▶ [Task directions]:
Lift out all lines below that contain "first".

(Source material Opens)

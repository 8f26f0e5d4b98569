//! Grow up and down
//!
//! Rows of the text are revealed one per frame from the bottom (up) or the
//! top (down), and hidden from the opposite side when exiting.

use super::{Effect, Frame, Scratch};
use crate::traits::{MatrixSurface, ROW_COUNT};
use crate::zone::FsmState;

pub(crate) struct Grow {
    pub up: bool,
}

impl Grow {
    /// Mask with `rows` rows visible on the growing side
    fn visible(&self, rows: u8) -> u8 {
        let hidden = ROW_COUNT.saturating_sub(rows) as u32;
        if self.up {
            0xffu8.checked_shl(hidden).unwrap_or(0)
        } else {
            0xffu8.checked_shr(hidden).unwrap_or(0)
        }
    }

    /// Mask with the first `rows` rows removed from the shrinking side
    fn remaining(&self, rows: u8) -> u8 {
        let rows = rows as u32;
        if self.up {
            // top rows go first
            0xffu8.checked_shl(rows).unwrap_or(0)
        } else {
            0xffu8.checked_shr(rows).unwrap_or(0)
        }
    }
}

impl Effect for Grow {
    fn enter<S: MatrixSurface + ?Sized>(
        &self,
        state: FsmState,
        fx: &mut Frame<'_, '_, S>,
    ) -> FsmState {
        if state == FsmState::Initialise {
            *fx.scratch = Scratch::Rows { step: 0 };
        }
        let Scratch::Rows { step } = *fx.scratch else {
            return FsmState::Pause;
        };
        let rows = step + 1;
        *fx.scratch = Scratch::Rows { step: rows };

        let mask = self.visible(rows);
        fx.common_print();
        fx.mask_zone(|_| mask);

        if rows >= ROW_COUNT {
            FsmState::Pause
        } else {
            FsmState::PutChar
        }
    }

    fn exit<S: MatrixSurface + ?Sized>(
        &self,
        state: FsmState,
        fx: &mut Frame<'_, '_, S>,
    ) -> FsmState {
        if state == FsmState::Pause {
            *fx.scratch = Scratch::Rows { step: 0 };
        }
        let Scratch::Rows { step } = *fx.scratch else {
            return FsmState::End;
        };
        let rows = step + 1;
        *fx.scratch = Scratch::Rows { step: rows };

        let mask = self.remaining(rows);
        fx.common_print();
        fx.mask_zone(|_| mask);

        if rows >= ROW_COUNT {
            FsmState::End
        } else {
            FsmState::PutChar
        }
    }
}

(Source material Closes)
(Source material Opens)

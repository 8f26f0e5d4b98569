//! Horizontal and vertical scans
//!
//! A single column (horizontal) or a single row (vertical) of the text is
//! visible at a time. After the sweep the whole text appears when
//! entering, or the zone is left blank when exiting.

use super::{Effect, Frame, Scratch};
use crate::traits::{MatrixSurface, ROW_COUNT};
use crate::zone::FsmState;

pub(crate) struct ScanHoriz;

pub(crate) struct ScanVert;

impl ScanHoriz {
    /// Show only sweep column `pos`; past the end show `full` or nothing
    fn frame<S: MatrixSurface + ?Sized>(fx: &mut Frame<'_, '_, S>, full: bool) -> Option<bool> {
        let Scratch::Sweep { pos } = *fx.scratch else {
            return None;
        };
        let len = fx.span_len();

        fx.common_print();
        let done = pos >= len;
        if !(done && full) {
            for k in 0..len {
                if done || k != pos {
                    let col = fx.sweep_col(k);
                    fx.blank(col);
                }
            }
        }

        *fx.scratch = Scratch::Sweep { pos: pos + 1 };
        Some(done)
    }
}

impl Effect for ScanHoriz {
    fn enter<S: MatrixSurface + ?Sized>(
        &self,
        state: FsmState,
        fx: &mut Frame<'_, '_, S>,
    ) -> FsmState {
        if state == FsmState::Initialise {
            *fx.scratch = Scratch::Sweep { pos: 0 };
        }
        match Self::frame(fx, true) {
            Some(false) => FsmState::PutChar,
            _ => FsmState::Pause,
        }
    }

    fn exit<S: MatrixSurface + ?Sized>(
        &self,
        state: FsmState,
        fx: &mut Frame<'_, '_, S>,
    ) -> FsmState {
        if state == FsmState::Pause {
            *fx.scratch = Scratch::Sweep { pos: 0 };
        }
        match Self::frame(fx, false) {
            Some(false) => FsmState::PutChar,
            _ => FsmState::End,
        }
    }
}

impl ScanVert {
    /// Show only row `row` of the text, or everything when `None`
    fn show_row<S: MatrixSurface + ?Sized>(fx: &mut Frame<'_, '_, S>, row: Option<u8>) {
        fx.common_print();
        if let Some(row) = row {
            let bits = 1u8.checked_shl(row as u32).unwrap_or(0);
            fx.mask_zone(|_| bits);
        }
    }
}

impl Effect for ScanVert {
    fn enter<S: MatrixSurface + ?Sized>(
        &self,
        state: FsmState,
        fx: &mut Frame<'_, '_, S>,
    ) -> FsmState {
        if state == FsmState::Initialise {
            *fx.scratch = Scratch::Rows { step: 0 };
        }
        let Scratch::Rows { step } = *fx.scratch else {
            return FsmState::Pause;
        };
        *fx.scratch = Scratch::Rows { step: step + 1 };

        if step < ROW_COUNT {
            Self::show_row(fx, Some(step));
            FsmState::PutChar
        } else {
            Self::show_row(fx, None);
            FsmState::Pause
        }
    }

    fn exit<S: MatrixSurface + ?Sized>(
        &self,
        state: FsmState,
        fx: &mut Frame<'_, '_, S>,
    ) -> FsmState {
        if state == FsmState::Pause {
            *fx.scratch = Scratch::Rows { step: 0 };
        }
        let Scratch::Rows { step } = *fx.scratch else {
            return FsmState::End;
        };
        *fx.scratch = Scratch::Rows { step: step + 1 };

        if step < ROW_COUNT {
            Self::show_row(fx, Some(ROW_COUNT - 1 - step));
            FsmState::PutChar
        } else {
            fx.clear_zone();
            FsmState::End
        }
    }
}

(Source material Closes)

▶ [Answer to this problem]:
    /// Mask with the first `rows` rows removed from the shrinking side
            // top rows go first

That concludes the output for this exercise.